History: 2006 c 201 s 12
216B.687 MERCURY EMISSIONS REDUCTION IMPLEMENTATION, OPERATION.
    Subdivision 1. Permit conditions for mercury reductions. The agency shall establish the
mercury emissions reduction for each targeted unit included in a plan approved under section
216B.685, or where applicable, for each targeted and supplemental unit included in a plan
approved under section 216B.6851.
    Subd. 2. Enforcement by agency. (a) Except as required by federal regulation, any mercury
reduction incorporated into the permit for a targeted unit as established under a plan approved
under section 216B.685, or where applicable, for each targeted and supplemental unit included
in a plan approved under section 216B.6851, must be a state-only condition of the permit and
will not be enforced by the agency during the start-up period.
(b) After the start-up period ends, the Pollution Control Agency shall incorporate into the
permit the mercury reduction reasonably expected to be achieved at each unit or facility as an
enforceable state-only reduction.
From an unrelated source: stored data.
//! Documentation of the decentralized museum backend.
//!
//! Artists upload artwork that gets pinned to IPFS, visitors buy gallery tickets, DAO members vote on
//! exhibit and event proposals. Everything chain related (minting, paying, signing) happens in the
//! browser wallet, this server only keeps the records.
//!
//!
//!
//! # General Infrastructure
//! - Single process, one [`database::Store`] built at startup and shared through [`state::AppState`]
//! - Nothing is durable, a restart starts again from the sample proposals
//! - Uploaded images go to the pinning service, or to `UPLOAD_DIR` when it is not configured
//! - JSON everywhere except the multipart upload and the image fallback
//!
//!
//!
//! # Identity
//!
//! The wallet address is the identity. It comes from the path, the body, or the `x-wallet-address`
//! header and is compared case-insensitively.
//!
//! - No signature check, any caller can claim any address
//! - Fine for the gallery flow, not fine for anything that moves value
//! - Fixing it needs a signed nonce from the wallet, which the frontend does not send yet
//!
//!
//!
//! # Routes
//!
//! | Method | Path | |
//! |---|---|---|
//! | GET | `/api/users/me/{walletAddress}` | fetch or create |
//! | POST | `/api/users` | create |
//! | GET | `/api/artworks` | newest first |
//! | GET | `/api/artworks/my/{artistAddress}` | by artist |
//! | POST | `/api/artworks/upload` | multipart, see [`uploads`] |
//! | POST | `/api/artworks/purchase` | record a purchase |
//! | GET | `/api/artworks/{id}/purchases` | purchases of one artwork |
//! | GET | `/api/images/{hash}` | locally pinned content |
//! | POST | `/api/tickets/purchase` | buy a ticket |
//! | GET | `/api/tickets/check/{visitorAddress}` | gallery access |
//! | POST | `/api/dao/join` | become a DAO member |
//! | GET/POST | `/api/proposals` | list, create |
//! | PATCH | `/api/proposals/{id}` | status, title, description, end time |
//! | GET | `/api/proposals/{id}/votes` | votes by proposal id |
//! | POST | `/api/proposals/vote` | one vote per voter per proposal |
//!
//! Anything else is a 404 `{"error": "Not found"}`. A known path with the wrong method is a 405
//! `{"error": "Method not allowed"}`.
//!
//!
//!
//! # Setup
//!
//! Run locally, no pinning credentials.
//! ```sh
//! RUST_LOG=info cargo run -p museum-backend
//! ```
//!
//! Start without the sample proposals.
//! ```sh
//! cargo run -p museum-backend -- --no-seed
//! ```
//!
//! View current docs.
//! ```sh
//! cargo doc --open
//! ```
use std::{sync::Arc, time::Duration};

use anyhow::Context;
use axum::{
    Router,
    extract::DefaultBodyLimit,
    http::{HeaderName, Method, header::CONTENT_TYPE},
    routing::{get, patch, post},
};

use signal::{
    ctrl_c,
    unix::{SignalKind, signal},
};
use tokio::{net::TcpListener, signal};
use tower_http::cors::CorsLayer;
use tracing::info;
use tracing_subscriber::{EnvFilter, fmt};

pub mod config;
pub mod database;
pub mod error;
pub mod models;
pub mod pinning;
pub mod routes;
pub mod state;
pub mod uploads;
pub mod utils;

use config::Config;
use routes::{
    artist_artworks_handler, artwork_purchases_handler, artworks_handler, check_ticket_handler,
    create_proposal_handler, create_user_handler, health_handler, join_dao_handler, me_handler,
    method_not_allowed_handler, not_found_handler, proposal_votes_handler, proposals_handler,
    purchase_artwork_handler, purchase_ticket_handler, update_proposal_handler, vote_handler,
};
use state::AppState;
use uploads::{image_handler, upload_handler};
use utils::WALLET_HEADER;

pub const MAX_UPLOAD_BYTES: usize = 20 * 1024 * 1024;

/// Overrides applied on top of the environment config.
#[derive(Debug, Default, Clone)]
pub struct ServerOptions {
    pub port: Option<u16>,
    pub no_seed: bool,
}

pub fn router(state: Arc<AppState>) -> Router {
    let cors = CorsLayer::new()
        .allow_methods([Method::GET, Method::POST, Method::PATCH, Method::OPTIONS])
        .allow_headers([CONTENT_TYPE, HeaderName::from_static(WALLET_HEADER)])
        .max_age(Duration::from_secs(60 * 60));

    let api = Router::new()
        .route("/health", get(health_handler))
        .route("/users", post(create_user_handler))
        .route("/users/me/{wallet_address}", get(me_handler))
        .route("/artworks", get(artworks_handler))
        .route("/artworks/my/{artist_address}", get(artist_artworks_handler))
        .route(
            "/artworks/upload",
            post(upload_handler).layer(DefaultBodyLimit::max(MAX_UPLOAD_BYTES)),
        )
        .route("/artworks/purchase", post(purchase_artwork_handler))
        .route("/artworks/{id}/purchases", get(artwork_purchases_handler))
        .route("/images/{hash}", get(image_handler))
        .route("/tickets/purchase", post(purchase_ticket_handler))
        .route("/tickets/check/{visitor_address}", get(check_ticket_handler))
        .route("/dao/join", post(join_dao_handler))
        .route("/proposals", get(proposals_handler).post(create_proposal_handler))
        .route("/proposals/vote", post(vote_handler))
        .route("/proposals/{id}", patch(update_proposal_handler))
        .route("/proposals/{id}/votes", get(proposal_votes_handler))
        .method_not_allowed_fallback(method_not_allowed_handler);

    Router::new()
        .nest("/api", api)
        .fallback(not_found_handler)
        .layer(cors)
        .with_state(state)
}

pub async fn start_server(options: ServerOptions) -> anyhow::Result<()> {
    fmt().with_env_filter(EnvFilter::from_default_env()).init();

    info!("Initializing state...");
    let mut config = Config::load()?;
    if let Some(port) = options.port {
        config.port = port;
    }
    config.seed = !options.no_seed;

    let state = AppState::new(config).context("Failed to build pinning client")?;

    info!("Starting server...");

    let app = router(state.clone());

    let address = format!("0.0.0.0:{}", state.config.port);
    info!("Binding to {address}");

    let listener = TcpListener::bind(&address)
        .await
        .with_context(|| format!("Failed to bind {address}"))?;
    info!("Server running on {address}");

    axum::serve(listener, app)
        .with_graceful_shutdown(shutdown_signal())
        .await?;

    info!("Server shutting down...");

    Ok(())
}

async fn shutdown_signal() {
    let ctrl_c = async {
        if ctrl_c().await.is_ok() {
            info!("Received Ctrl+C, shutting down");
        } else {
            std::future::pending::<()>().await;
        }
    };

    #[cfg(unix)]
    let terminate = async {
        match signal(SignalKind::terminate()) {
            Ok(mut stream) => {
                stream.recv().await;
                info!("Received terminate signal, shutting down");
            }
            Err(_) => std::future::pending::<()>().await,
        }
    };

    #[cfg(not(unix))]
    let terminate = std::future::pending::<()>();

    tokio::select! {
        _ = ctrl_c => {},
        _ = terminate => {},
    }
}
For a qualifying facility with multiple units that has one or more
units included in approved plans, the agency may establish the mercury emissions reduction for
the facility covering all targeted and supplemental units at that facility after the start-up periods
for all units have concluded, and the actual mercury emissions for the units have been determined.
In setting the reduction, the agency shall give due consideration to the results of monitoring before
implementation of the plan, the results of monitoring during the start-up period, and any factors
that may impact the performance of the unit for the next five years.
    Subd. 3. Equipment optimization required. The agency shall revise the unit's air permit
every five years to ensure optimal mercury emissions reduction by equipment installed under
an approved plan, in light of technical and operational advances made since the date of plan
approval. In revising the unit's air permit, the agency may recommend, but shall not require,
additional investments in pollution control equipment, or the removal of equipment installed
pursuant to an approved plan. The utility may seek commission review of the costs associated
with a permit requirement or request for equipment optimization proposed by the agency and,
if review is requested, the revision is not effective until approved by the commission. The
commission shall approve the revision unless the utility or other party shows that it will impose
excessive consumer costs.
History: 2006 c 201 s 13
216B.688 RELATIONSHIP TO OTHER STATE FINANCIAL REQUIREMENTS.
Except as otherwise provided for equipment optimization as specified in section 216B.687,
a public utility implementing an approved mercury emissions-reduction plan is not required to
undertake additional investments or incur additional operating or maintenance costs to reduce
mercury at a unit included in a plan approved under section 216B.685 or 216B.6851.
History: 2006 c 201 s 14

PREVENTATIVE MAINTENANCE

216B.79 PREVENTATIVE MAINTENANCE.
The commission may order public utilities to make adequate infrastructure investments
and undertake sufficient preventative maintenance with regard to generation, transmission,
and distribution facilities. The commission's authority under this section also applies to any
transmission company that owns or operates electric transmission lines in Minnesota.
History: 2001 c 212 art 3 s 2; 2005 c 97 art 1 s 11
216B.81 [Renumbered 216B.029]

HYDROGEN ENERGY

216B.8109 HYDROGEN ENERGY ECONOMY GOAL.
It is a goal of this state that Minnesota move to hydrogen as an increasing source of energy
for its electrical power, heating, and transportation needs.
History: 1Sp2003 c 11 art 2 s 2
216B.811 DEFINITIONS.
    Subdivision 1. Scope. For purposes of sections 216B.811 to 216B.815, the terms defined in
this section have the meanings given them.
    Subd. 2. Fuel cell. "Fuel cell" means an electrochemical device that produces useful
electricity, heat, and water vapor, and operates as long as it is provided fuel.
    Subd. 3. Hydrogen. "Hydrogen" means hydrogen produced using renewable energy sources.
    Subd. 4. Related technologies. "Related technologies" means balance of plant components
necessary to make hydrogen and fuel cell systems function; turbines, reciprocating, and other
combustion engines capable of operating on hydrogen; and electrolyzers, reformers, and other
equipment and processes necessary to produce, purify, store, distribute, and use hydrogen for
energy.
History: 2005 c 97 art 13 s 1; 1Sp2005 c 1 art 4 s 119
216B.812 FOSTERING USE OF HYDROGEN ENERGY.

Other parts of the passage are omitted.